Dans ma première phase de création, la chance a beaucoup joué : j’ai travaillé sur des accords très visités de la parfumerie ancienne, mais j’ai surtout eu l'occasion de travailler avec des grandes maisons qui avaient soif d'innovation (notamment en collaborant avec le parfumeur Jean-Louis Sieuzac, qui travaillait pour Maurice Roger). Ensuite j'ai commencé à travailler pour la parfumerie de niche, en devenant plus libre, notamment avec Christian Astuguevieille et Paméla Roberts. Mine de rien, je ne maîtrisais pas encore mon style, mais cela a été l'époque de belles créations (Avignon, Séquoia, Timbuktu, Méchant Loup...). Ensuite, lorsque je suis devenu indépendant, je suis passé par une phase encore plus aléatoire, bien que plus périlleuse, où j’étais libre comme l’air. Enfin est venue la période du plein épanouissement, où j’ai multiplié tous les styles de compositions avec des structures olfactives très différentes les unes des autres. J’ai pu créer des parfums très simples avec peu de matières premières, tout comme des fragrances possédant jusqu’à cinquante ingrédients, avec une fluidité dans la création qui a augmenté avec le temps.
Quels angles utilisez-vous aujourd’hui dans la création olfactive ?
La lisibilité : je fais en sorte que le parfum soit compris à tous les niveaux par tout type de client, néophyte ou connaisseur. Aussi, je vise à créer des parfums qui soient aptes à être portés, et non seulement des odeurs. Enfin, je recherche un équilibre entre les trois règles d'or : diffusivité, originalité, rémanence.
Croyez-vous en ce qu’on appelle « accident olfactif » ?
Oui. Je crois par ailleurs que le parfumeur doit exploiter les accidents olfactifs afin de magnifier voire sublimer les discordances préalables, qui parfois sont le fruit du hasard.
Votre parfum Avignon de Comme des Garçons a marqué l’histoire de la parfumerie de niche avec son overdose d’aldéhydes.
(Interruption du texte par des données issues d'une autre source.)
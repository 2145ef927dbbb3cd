//! Line-oriented card editor.
//!
//! Reads one command per line, turns it into an edit on the
//! [`EditSession`] and prints the result. Errors are reported and the
//! editor keeps running with the previous document.

use std::io::{BufRead, Write};
use std::path::Path as FsPath;

use anyhow::Context;
use cardform::{
    data::{
        EditSession, Path,
        field::{Field, find_field},
        path::read,
    },
    store::DocumentStore,
    templates,
};
use colored::Colorize;

use crate::render::{CardView, FieldTree};

const PROMPT: &str = "modelcard> ";

const HELP: &str = "\
Commands:
  fields [path]         show the form, or the part below `path`
  set <path> <value>    set a text, number, boolean or choice field
  choose <path> <n>     select option `n` of a choice field
  add <path>            append an element to a list
  rm <path> <index>     remove element `index` of a list
  show                  show the card as it will be saved
  json                  print the card as JSON
  template <name>       start over from a bundled template (new cards only)
  schema <file>         start over from a JSON schema file (new cards only)
  save                  write the card to the store
  quit                  leave the editor
  help                  show this help

Paths are dot separated, list elements are addressed by index:
  training_data.sources.0.url";

#[derive(Debug, PartialEq, Eq)]
enum Flow {
    Continue,
    Exit,
}

/// Interactive editor over any line source and output sink.
pub struct Editor<R, W> {
    session: EditSession,
    title: Option<String>,
    input: R,
    output: W,
}

impl<R: BufRead, W: Write> Editor<R, W> {
    pub fn new(session: EditSession, input: R, output: W) -> Self {
        Self {
            session,
            title: None,
            input,
            output,
        }
    }

    /// Name shown when the editor starts, instead of the card position.
    pub fn with_title(mut self, title: impl Into<String>) -> Self {
        self.title = Some(title.into());
        self
    }

    /// Runs until `quit` or end of input and returns the final session.
    pub fn run(mut self, store: &mut dyn DocumentStore) -> anyhow::Result<EditSession> {
        writeln!(
            self.output,
            "Editing {}. Type `help` for commands.",
            self.title.clone().unwrap_or_else(|| describe(&self.session))
        )?;
        self.print_fields(None)?;

        loop {
            write!(self.output, "{PROMPT}")?;
            self.output.flush()?;
            let Some(line) = self.read_line()? else {
                if self.session.needs_save {
                    warn!("input closed with unsaved changes");
                    writeln!(self.output, "{}", "Unsaved changes discarded.".yellow())?;
                }
                break;
            };
            match self.execute(line.trim(), store) {
                Ok(Flow::Continue) => {}
                Ok(Flow::Exit) => break,
                Err(e) => {
                    writeln!(self.output, "{}", format!("error: {e:#}").red())?;
                }
            }
        }
        Ok(self.session)
    }

    fn read_line(&mut self) -> anyhow::Result<Option<String>> {
        let mut line = String::new();
        if self.input.read_line(&mut line)? == 0 {
            return Ok(None);
        }
        Ok(Some(line))
    }

    fn execute(&mut self, line: &str, store: &mut dyn DocumentStore) -> anyhow::Result<Flow> {
        let (command, rest) = line.split_once(' ').unwrap_or((line, ""));
        let rest = rest.trim();
        debug!("editor command `{command}` `{rest}`");

        match command {
            "" => {}
            "help" | "?" => writeln!(self.output, "{HELP}")?,
            "fields" | "ls" => {
                let at = (!rest.is_empty()).then(|| Path::parse(rest));
                self.print_fields(at.as_ref())?;
            }
            "set" => {
                let (path, value) = rest.split_once(' ').unwrap_or((rest, ""));
                if path.is_empty() {
                    bail!("usage: set <path> <value>");
                }
                self.session.input(&Path::parse(path), value.trim())?;
                self.print_value(path)?;
            }
            "choose" => {
                let mut args = rest.split_whitespace();
                let (Some(path), Some(n)) = (args.next(), args.next()) else {
                    bail!("usage: choose <path> <n>");
                };
                let n: usize = n.parse().with_context(|| format!("`{n}` is not an option number"))?;
                let edit = self.with_field(path, |field| Ok(field.select(n)?))?;
                self.session.apply(&edit)?;
                self.print_value(path)?;
            }
            "add" => {
                if rest.is_empty() {
                    bail!("usage: add <path>");
                }
                let edit = self.with_field(rest, |field| {
                    field.append().ok_or_else(|| anyhow!("`{rest}` is not a list"))
                })?;
                self.session.apply(&edit)?;
                self.print_fields(Some(&Path::parse(rest)))?;
            }
            "rm" => {
                let mut args = rest.split_whitespace();
                let (Some(path), Some(index)) = (args.next(), args.next()) else {
                    bail!("usage: rm <path> <index>");
                };
                let index: usize = index
                    .parse()
                    .with_context(|| format!("`{index}` is not an index"))?;
                let edit = self.with_field(path, |field| {
                    field
                        .remove(index)
                        .ok_or_else(|| anyhow!("`{path}` is not a list"))
                })?;
                self.session.apply(&edit)?;
                self.print_fields(Some(&Path::parse(path)))?;
            }
            "show" => write!(self.output, "{}", CardView(&self.session.document))?,
            "json" => writeln!(self.output, "{}", self.session.export()?)?,
            "template" => {
                self.ensure_new_card()?;
                let template = templates::find_template(rest)?;
                self.session.select_template(template)?;
                writeln!(self.output, "Switched to {}.", template.label)?;
                self.print_fields(None)?;
            }
            "schema" => {
                self.ensure_new_card()?;
                if rest.is_empty() {
                    bail!("usage: schema <file>");
                }
                let (name, text) = read_schema_file(FsPath::new(rest))?;
                self.session.load_custom_schema(&name, &text)?;
                writeln!(self.output, "Switched to schema {name}.")?;
                self.print_fields(None)?;
            }
            "save" => {
                let index = self.session.save(store)?;
                writeln!(self.output, "{}", format!("Saved card {index}.").green())?;
            }
            "quit" | "exit" | "q" => {
                if self.session.needs_save && !self.confirm("Discard unsaved changes? [y/N] ")? {
                    return Ok(Flow::Continue);
                }
                return Ok(Flow::Exit);
            }
            other => bail!("unknown command `{other}`, type `help` for a list"),
        }
        Ok(Flow::Continue)
    }

    fn with_field<T>(
        &self,
        path: &str,
        f: impl FnOnce(&Field<'_>) -> anyhow::Result<T>,
    ) -> anyhow::Result<T> {
        let fields = self.session.fields();
        let field = find_field(&fields, &Path::parse(path))
            .ok_or_else(|| anyhow!("no field at `{path}`"))?;
        f(field)
    }

    fn ensure_new_card(&self) -> anyhow::Result<()> {
        if self.session.origin.is_some() {
            bail!("the schema of a saved card cannot be changed");
        }
        if self.session.needs_save {
            warn!("discarding unsaved edits for a new schema");
        }
        Ok(())
    }

    fn confirm(&mut self, question: &str) -> anyhow::Result<bool> {
        write!(self.output, "{}", question.yellow())?;
        self.output.flush()?;
        let answer = self.read_line()?.unwrap_or_default();
        Ok(matches!(answer.trim().to_ascii_lowercase().as_str(), "y" | "yes"))
    }

    fn print_fields(&mut self, at: Option<&Path>) -> anyhow::Result<()> {
        let fields = self.session.fields();
        match at {
            None => write!(self.output, "{}", FieldTree(&fields))?,
            Some(path) => {
                let field = find_field(&fields, path).ok_or_else(|| anyhow!("no field at `{path}`"))?;
                write!(self.output, "{}", FieldTree(std::slice::from_ref(field)))?;
            }
        }
        Ok(())
    }

    /// Echoes an assigned value, as a field line when the form renders one.
    fn print_value(&mut self, path: &str) -> anyhow::Result<()> {
        let path = Path::parse(path);
        let fields = self.session.fields();
        match find_field(&fields, &path) {
            Some(field) => write!(self.output, "{}", FieldTree(std::slice::from_ref(field)))?,
            None => {
                let value = read(&self.session.document, &path)
                    .map(ToString::to_string)
                    .unwrap_or_default();
                writeln!(self.output, "{} {}", format!("({path})").dimmed(), value.cyan())?;
            }
        }
        Ok(())
    }
}

fn describe(session: &EditSession) -> String {
    match session.origin {
        Some(index) => format!("card {index}"),
        None => "a new card".to_string(),
    }
}

/// Reads a schema file, returning its file name and content.
pub fn read_schema_file(path: &FsPath) -> anyhow::Result<(String, String)> {
    let text = std::fs::read_to_string(path)
        .with_context(|| format!("Failed to read schema {}", path.display()))?;
    let name = path
        .file_name()
        .map(|n| n.to_string_lossy().to_string())
        .unwrap_or_else(|| path.display().to_string());
    Ok((name, text))
}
Quelle a été la raison de ce succès, à votre avis ?
Ce parfum contient plusieurs overdoses de notes, mais c’est peut-être celle de l'aldéhyde C12 MNA qui a marqué les esprits (ou les nez ?). Il s’agit du réhausseur parfait de la note d’encens oliban elle-même.
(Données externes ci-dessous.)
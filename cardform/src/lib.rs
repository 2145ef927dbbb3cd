//! # cardform
//!
//! A JSON Schema driven form engine for model card documents.
//!
//! `cardform` turns a schema into a default document, walks schema and
//! document together to describe an editable form, and applies edits back
//! to the document without disturbing anything off the edited path.
//!
//! ## Features
//!
//! - Default documents synthesized from any schema (`type`, `properties`,
//!   `items`, `enum`, `format`, `default`)
//! - Field trees for strings, numbers, booleans, enums, arrays and objects
//! - Immutable documents with structural sharing between versions
//! - Bundled model card templates and template inference for old records
//! - File and in-memory card stores
//!
//! ## Quick Start
//!
//! ```rust
//! use cardform::data::{Edit, EditSession};
//!
//! let schema = r#"{
//!     "type": "object",
//!     "properties": {
//!         "name": {"type": "string"},
//!         "tags": {"type": "array", "items": {"type": "string"}}
//!     }
//! }"#;
//!
//! let mut session = EditSession::from_custom("tags.json", schema).unwrap();
//! session.apply(&Edit::Append { path: "tags".into() }).unwrap();
//! session.input(&"tags.0".into(), "alpha").unwrap();
//!
//! assert_eq!(
//!     session.document.to_json(),
//!     serde_json::json!({"name": "", "tags": ["alpha"]})
//! );
//! ```
//!
//! ## Modules
//!
//! - [`data`] - Schema, document, path, mutation and walker
//! - [`templates`] - Bundled model card schemas
//! - [`store`] - Card persistence
//! - [`library`] - Listing, search and export
//! - [`error`] - Error types

#[macro_use]
extern crate log;

/// Schema-driven document engine.
pub mod data;

/// Error types and result definitions.
pub mod error;

/// Listing, searching and exporting saved cards.
pub mod library;

/// Card persistence.
pub mod store;

/// Bundled, versioned model card schemas.
pub mod templates;

pub use error::{FormError, Result};
pub use serde_json::Value;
Vous avez collaboré avec plusieurs maisons de parfums, telles que Penhaligon’s, Comme des Garçons, Naomi Goodsir, The Different Company et Phuong Dang. En quoi ces expériences ont été différentes voire uniques ?
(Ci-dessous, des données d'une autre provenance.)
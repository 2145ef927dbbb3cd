//! Dotted path addressing inside documents.
//!
//! A [`Path`] is a sequence of [`Seg`]ments. Its textual form joins the
//! segments with `.`; segments made only of ASCII digits, without a leading
//! zero, are array indices.
//!
//! Writes are copy-on-write along the spine: every container from the root
//! to the written location is shallow-copied, every other container is shared
//! with the source document.

use std::{fmt, str::FromStr, sync::Arc};

use crate::data::doc::{Doc, Map};

/// Separator used in the textual form of a path.
pub const SEPARATOR: char = '.';

/// A single segment in a path.
#[derive(Clone, Debug, PartialEq, Eq, Hash)]
pub enum Seg {
    /// Object key.
    Key(String),
    /// Array position.
    Index(usize),
}

impl Seg {
    fn parse(s: &str) -> Self {
        let canonical = s == "0" || !s.starts_with('0');
        if canonical && !s.is_empty() && s.bytes().all(|b| b.is_ascii_digit()) {
            if let Ok(i) = s.parse() {
                return Seg::Index(i);
            }
        }
        Seg::Key(s.to_string())
    }

    /// Whether both segments have the same textual form.
    ///
    /// `Key("7")` and `Index(7)` address the same object member.
    pub fn same_text(&self, other: &Seg) -> bool {
        match (self, other) {
            (Seg::Key(a), Seg::Key(b)) => a == b,
            (Seg::Index(a), Seg::Index(b)) => a == b,
            (Seg::Key(k), Seg::Index(i)) | (Seg::Index(i), Seg::Key(k)) => *k == i.to_string(),
        }
    }
}

impl fmt::Display for Seg {
    fn fmt(&self, f: &mut fmt::Formatter<'_>) -> fmt::Result {
        match self {
            Seg::Key(k) => f.write_str(k),
            Seg::Index(i) => write!(f, "{i}"),
        }
    }
}

/// Location of a value inside a document, relative to the root.
#[derive(Clone, Debug, Default, PartialEq, Eq, Hash)]
pub struct Path(Vec<Seg>);

impl Path {
    /// The root path.
    pub fn root() -> Self {
        Self(Vec::new())
    }

    /// Parses the dotted textual form. The empty string is the root.
    pub fn parse(s: &str) -> Self {
        if s.is_empty() {
            return Self::root();
        }
        Self(s.split(SEPARATOR).map(Seg::parse).collect())
    }

    /// Returns a new path extended by an object key.
    pub fn key(&self, k: impl Into<String>) -> Self {
        let mut segs = self.0.clone();
        segs.push(Seg::Key(k.into()));
        Self(segs)
    }

    /// Returns a new path extended by an array index.
    pub fn index(&self, i: usize) -> Self {
        let mut segs = self.0.clone();
        segs.push(Seg::Index(i));
        Self(segs)
    }

    pub fn segments(&self) -> &[Seg] {
        &self.0
    }

    pub fn is_root(&self) -> bool {
        self.0.is_empty()
    }

    pub fn len(&self) -> usize {
        self.0.len()
    }

    pub fn is_empty(&self) -> bool {
        self.0.is_empty()
    }

    /// Whether `self` equals `other` or lies below it.
    pub fn starts_with(&self, other: &Path) -> bool {
        self.0.starts_with(&other.0)
    }

    /// Equality of the textual forms, see [`Seg::same_text`].
    pub fn same_text(&self, other: &Path) -> bool {
        self.len() == other.len() && self.text_starts_with(other)
    }

    /// [`Path::starts_with`] comparing segments by their textual form.
    pub fn text_starts_with(&self, other: &Path) -> bool {
        self.len() >= other.len() && self.0.iter().zip(&other.0).all(|(a, b)| a.same_text(b))
    }
}

impl fmt::Display for Path {
    fn fmt(&self, f: &mut fmt::Formatter<'_>) -> fmt::Result {
        for (i, seg) in self.0.iter().enumerate() {
            if i > 0 {
                write!(f, "{SEPARATOR}")?;
            }
            write!(f, "{seg}")?;
        }
        Ok(())
    }
}

impl FromStr for Path {
    type Err = std::convert::Infallible;

    fn from_str(s: &str) -> Result<Self, Self::Err> {
        Ok(Path::parse(s))
    }
}

impl From<&str> for Path {
    fn from(s: &str) -> Self {
        Path::parse(s)
    }
}

impl From<Vec<Seg>> for Path {
    fn from(segs: Vec<Seg>) -> Self {
        Self(segs)
    }
}

/// Reads the value at `path`, or `None` when any step is missing.
///
/// An index segment applied to an object looks up its decimal text as a key.
pub fn read<'a>(doc: &'a Doc, path: &Path) -> Option<&'a Doc> {
    path.segments()
        .iter()
        .try_fold(doc, |node, seg| match (node, seg) {
            (Doc::Object(map), Seg::Key(k)) => map.get(k),
            (Doc::Object(map), Seg::Index(i)) => map.get(&i.to_string()),
            (Doc::Array(items), Seg::Index(i)) => items.get(*i),
            _ => None,
        })
}

/// Writes `value` at `path` and returns the new document.
///
/// Missing intermediates are created: an array when the following segment is
/// an index, an object otherwise. The input document is left untouched.
pub fn write(doc: &Doc, path: &Path, value: Doc) -> Doc {
    update(doc, path, |_| value)
}

/// Replaces the value at `path` with `f(current)`.
///
/// This is the primitive behind [`write`] and the mutation engine: `f`
/// receives the current value (if any) and its result is stored at `path`,
/// with the same container creation and sharing rules as [`write`].
pub fn update(doc: &Doc, path: &Path, f: impl FnOnce(Option<&Doc>) -> Doc) -> Doc {
    update_at(Some(doc), path.segments(), f)
}

fn update_at(node: Option<&Doc>, segs: &[Seg], f: impl FnOnce(Option<&Doc>) -> Doc) -> Doc {
    let Some((head, rest)) = segs.split_first() else {
        return f(node);
    };

    match (node, head) {
        (Some(Doc::Array(items)), Seg::Index(i)) => {
            let mut items = Vec::clone(items);
            let child = update_at(items.get(*i), rest, f);
            set_index(&mut items, *i, child);
            Doc::Array(Arc::new(items))
        }
        (Some(Doc::Object(map)), seg) => {
            let key = seg.to_string();
            let mut map = Map::clone(map);
            let child = update_at(map.get(&key), rest, f);
            map.insert(key, child);
            Doc::Object(Arc::new(map))
        }
        (other, Seg::Index(i)) => {
            heal(other, "array");
            let mut items = Vec::new();
            let child = update_at(None, rest, f);
            set_index(&mut items, *i, child);
            Doc::Array(Arc::new(items))
        }
        (other, Seg::Key(key)) => {
            heal(other, "object");
            let mut map = Map::new();
            let child = update_at(None, rest, f);
            map.insert(key.clone(), child);
            Doc::Object(Arc::new(map))
        }
    }
}

/// Largest number of `null`s inserted to reach an index past the end.
///
/// Writes further out are appended at the end instead.
pub const MAX_PADDING: usize = 1024;

fn set_index(items: &mut Vec<Doc>, index: usize, value: Doc) {
    let len = items.len();
    if index < len {
        items[index] = value;
    } else if index - len <= MAX_PADDING {
        items.resize(index, Doc::Null);
        items.push(value);
    } else {
        warn!("index {index} is far past the end ({len} elements), appending instead");
        items.push(value);
    }
}

fn heal(found: Option<&Doc>, created: &str) {
    match found {
        Some(value) if !value.is_blank() => {
            warn!(
                "replacing {} with an empty {created} to continue writing",
                value.type_name()
            );
        }
        _ => trace!("creating missing {created}"),
    }
}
Dans chaque expérience vécue avec ces marques, j’ai dû m'adapter à chacune des personnalités représentant les maisons en question. Par exemple, les collaboration avec des artistes tels que Phuong Dang (peintre) ou Christian Astuguevieille (plasticien) ont été particulièrement fructueuses : ce sont des personnages avec une sensibilité émotionnelle très développée et un courage artistique surprenant.
Vous dîtes aimer l’intimité et le partage qui se font par l’odorat. Pourriez-vous nous en dire plus ?
J'ai une chance incroyable à ce sujet : je travaille avec des créateurs australiens, chinois, vietnamiens, anglais, italiens, espagnols, suédois, américains, allemands, russes et polonais, et c'est juste un plaisir fou de réaliser que les parfums sont un langage universel si puissant. C’est grâce au parfum que j’ai pu plonger dans l’univers si riche de l’une des fleuristes les plus expertes au monde, Saskia Havekes (australienne d’origine hollandaise), ou bien dans l’imaginaire contrasté du créateur suédois Jan Ahlgren rappelant la flore sauvage suédoise.
Au début, comment avez-vous appris à devenir parfumeur ?
On apprend d’abord à parler la « langue des parfums ». Il est très important d’avoir à la fois une approche d’autodidacte et de bien digérer le savoir-faire des maitres parfumeurs qu’on a la chance de côtoyer. C’est ainsi que l’on peut développer son propre style.
Qui a été votre mentor ? Quels sont ses plus beaux enseignements ?
Mes plus grands mentors ont été Dominique Ropion, Jean-Louis Sieuzac et Michel Almairac. Chacun a influencé ma démarche ou mon style à sa façon. L’enseignement majeur transmis par tous les trois a été l’attention portée à la qualité des matières premières.